**Dataset entries**
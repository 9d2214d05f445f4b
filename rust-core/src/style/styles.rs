// Per-object style values: stroke, fill and text settings carried by drawables and draw commands

use serde::{Deserialize, Serialize};

use super::color::Color;

/// Outline / line settings (width in pixels)
#[derive(Debug, Clone, Copy, PartialEq, Serialize, Deserialize)]
pub struct StrokeStyle {
    pub color: Color,
    pub width: f64,
    pub opacity: f64,
    pub dashed: bool,
}

impl StrokeStyle {
    pub fn new(color: Color, width: f64) -> Self {
        Self {
            color,
            width,
            opacity: 1.0,
            dashed: false,
        }
    }

    pub fn dashed(mut self) -> Self {
        self.dashed = true;
        self
    }

    pub fn with_opacity(mut self, opacity: f64) -> Self {
        self.opacity = opacity.clamp(0.0, 1.0);
        self
    }
}

/// Fill plus optional outline for closed shapes
#[derive(Debug, Clone, Copy, PartialEq, Serialize, Deserialize)]
pub struct ShapeStyle {
    pub fill: Option<Color>,
    pub fill_opacity: f64,
    pub stroke: Option<StrokeStyle>,
}

impl ShapeStyle {
    pub fn filled(color: Color) -> Self {
        Self {
            fill: Some(color),
            fill_opacity: 1.0,
            stroke: None,
        }
    }

    pub fn outline(stroke: StrokeStyle) -> Self {
        Self {
            fill: None,
            fill_opacity: 1.0,
            stroke: Some(stroke),
        }
    }

    pub fn with_stroke(mut self, stroke: StrokeStyle) -> Self {
        self.stroke = Some(stroke);
        self
    }

    pub fn with_fill_opacity(mut self, opacity: f64) -> Self {
        self.fill_opacity = opacity.clamp(0.0, 1.0);
        self
    }
}

/// Horizontal text alignment relative to the anchor point
#[derive(Debug, Clone, Copy, PartialEq, Eq, Default, Serialize, Deserialize)]
#[serde(rename_all = "lowercase")]
pub enum TextAnchor {
    Start,
    #[default]
    Middle,
    End,
}

impl TextAnchor {
    pub fn as_svg(&self) -> &'static str {
        match self {
            TextAnchor::Start => "start",
            TextAnchor::Middle => "middle",
            TextAnchor::End => "end",
        }
    }
}

/// Label settings (size in pixels)
#[derive(Debug, Clone, Copy, PartialEq, Serialize, Deserialize)]
pub struct TextStyle {
    pub color: Color,
    pub size: f64,
    pub bold: bool,
    pub anchor: TextAnchor,
    /// Counterclockwise rotation about the anchor, in degrees
    #[serde(default)]
    pub rotation_deg: f64,
}

impl TextStyle {
    pub fn new(color: Color, size: f64) -> Self {
        Self {
            color,
            size,
            bold: false,
            anchor: TextAnchor::Middle,
            rotation_deg: 0.0,
        }
    }

    pub fn bold(mut self) -> Self {
        self.bold = true;
        self
    }

    pub fn anchored(mut self, anchor: TextAnchor) -> Self {
        self.anchor = anchor;
        self
    }

    pub fn rotated(mut self, angle_deg: f64) -> Self {
        self.rotation_deg = angle_deg;
        self
    }
}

**ASSIGNMENT**
A full, exact repeat of the entries above is required.

**YOUR SOLUTION**
repository 9d2214d05f445f4b
filename rust-core/src/style/styles.rs
// Per-object style values: stroke, fill and text settings carried by drawables and draw commands

use serde::{Deserialize, Serialize};

use super::color::Color;

/// Outline / line settings (width in pixels)
#[derive(Debug, Clone, Copy, PartialEq, Serialize, Deserialize)]
pub struct StrokeStyle {
    pub color: Color,
    pub width: f64,
    pub opacity: f64,
    pub dashed: bool,
}

impl StrokeStyle {
    pub fn new(color: Color, width: f64) -> Self {
        Self {
            color,
            width,
            opacity: 1.0,
            dashed: false,
        }
    }

    pub fn dashed(mut self) -> Self {
        self.dashed = true;
        self
    }

    pub fn with_opacity(mut self, opacity: f64) -> Self {
        self.opacity = opacity.clamp(0.0, 1.0);
        self
    }
}

/// Fill plus optional outline for closed shapes
#[derive(Debug, Clone, Copy, PartialEq, Serialize, Deserialize)]
pub struct ShapeStyle {
    pub fill: Option<Color>,
    pub fill_opacity: f64,
    pub stroke: Option<StrokeStyle>,
}

impl ShapeStyle {
    pub fn filled(color: Color) -> Self {
        Self {
            fill: Some(color),
            fill_opacity: 1.0,
            stroke: None,
        }
    }

    pub fn outline(stroke: StrokeStyle) -> Self {
        Self {
            fill: None,
            fill_opacity: 1.0,
            stroke: Some(stroke),
        }
    }

    pub fn with_stroke(mut self, stroke: StrokeStyle) -> Self {
        self.stroke = Some(stroke);
        self
    }

    pub fn with_fill_opacity(mut self, opacity: f64) -> Self {
        self.fill_opacity = opacity.clamp(0.0, 1.0);
        self
    }
}

/// Horizontal text alignment relative to the anchor point
#[derive(Debug, Clone, Copy, PartialEq, Eq, Default, Serialize, Deserialize)]
#[serde(rename_all = "lowercase")]
pub enum TextAnchor {
    Start,
    #[default]
    Middle,
    End,
}

impl TextAnchor {
    pub fn as_svg(&self) -> &'static str {
        match self {
            TextAnchor::Start => "start",
            TextAnchor::Middle => "middle",
            TextAnchor::End => "end",
        }
    }
}

/// Label settings (size in pixels)
#[derive(Debug, Clone, Copy, PartialEq, Serialize, Deserialize)]
pub struct TextStyle {
    pub color: Color,
    pub size: f64,
    pub bold: bool,
    pub anchor: TextAnchor,
    /// Counterclockwise rotation about the anchor, in degrees
    #[serde(default)]
    pub rotation_deg: f64,
}

impl TextStyle {
    pub fn new(color: Color, size: f64) -> Self {
        Self {
            color,
            size,
            bold: false,
            anchor: TextAnchor::Middle,
            rotation_deg: 0.0,
        }
    }

    pub fn bold(mut self) -> Self {
        self.bold = true;
        self
    }

    pub fn anchored(mut self, anchor: TextAnchor) -> Self {
        self.anchor = anchor;
        self
    }

    pub fn rotated(mut self, angle_deg: f64) -> Self {
        self.rotation_deg = angle_deg;
        self
    }
}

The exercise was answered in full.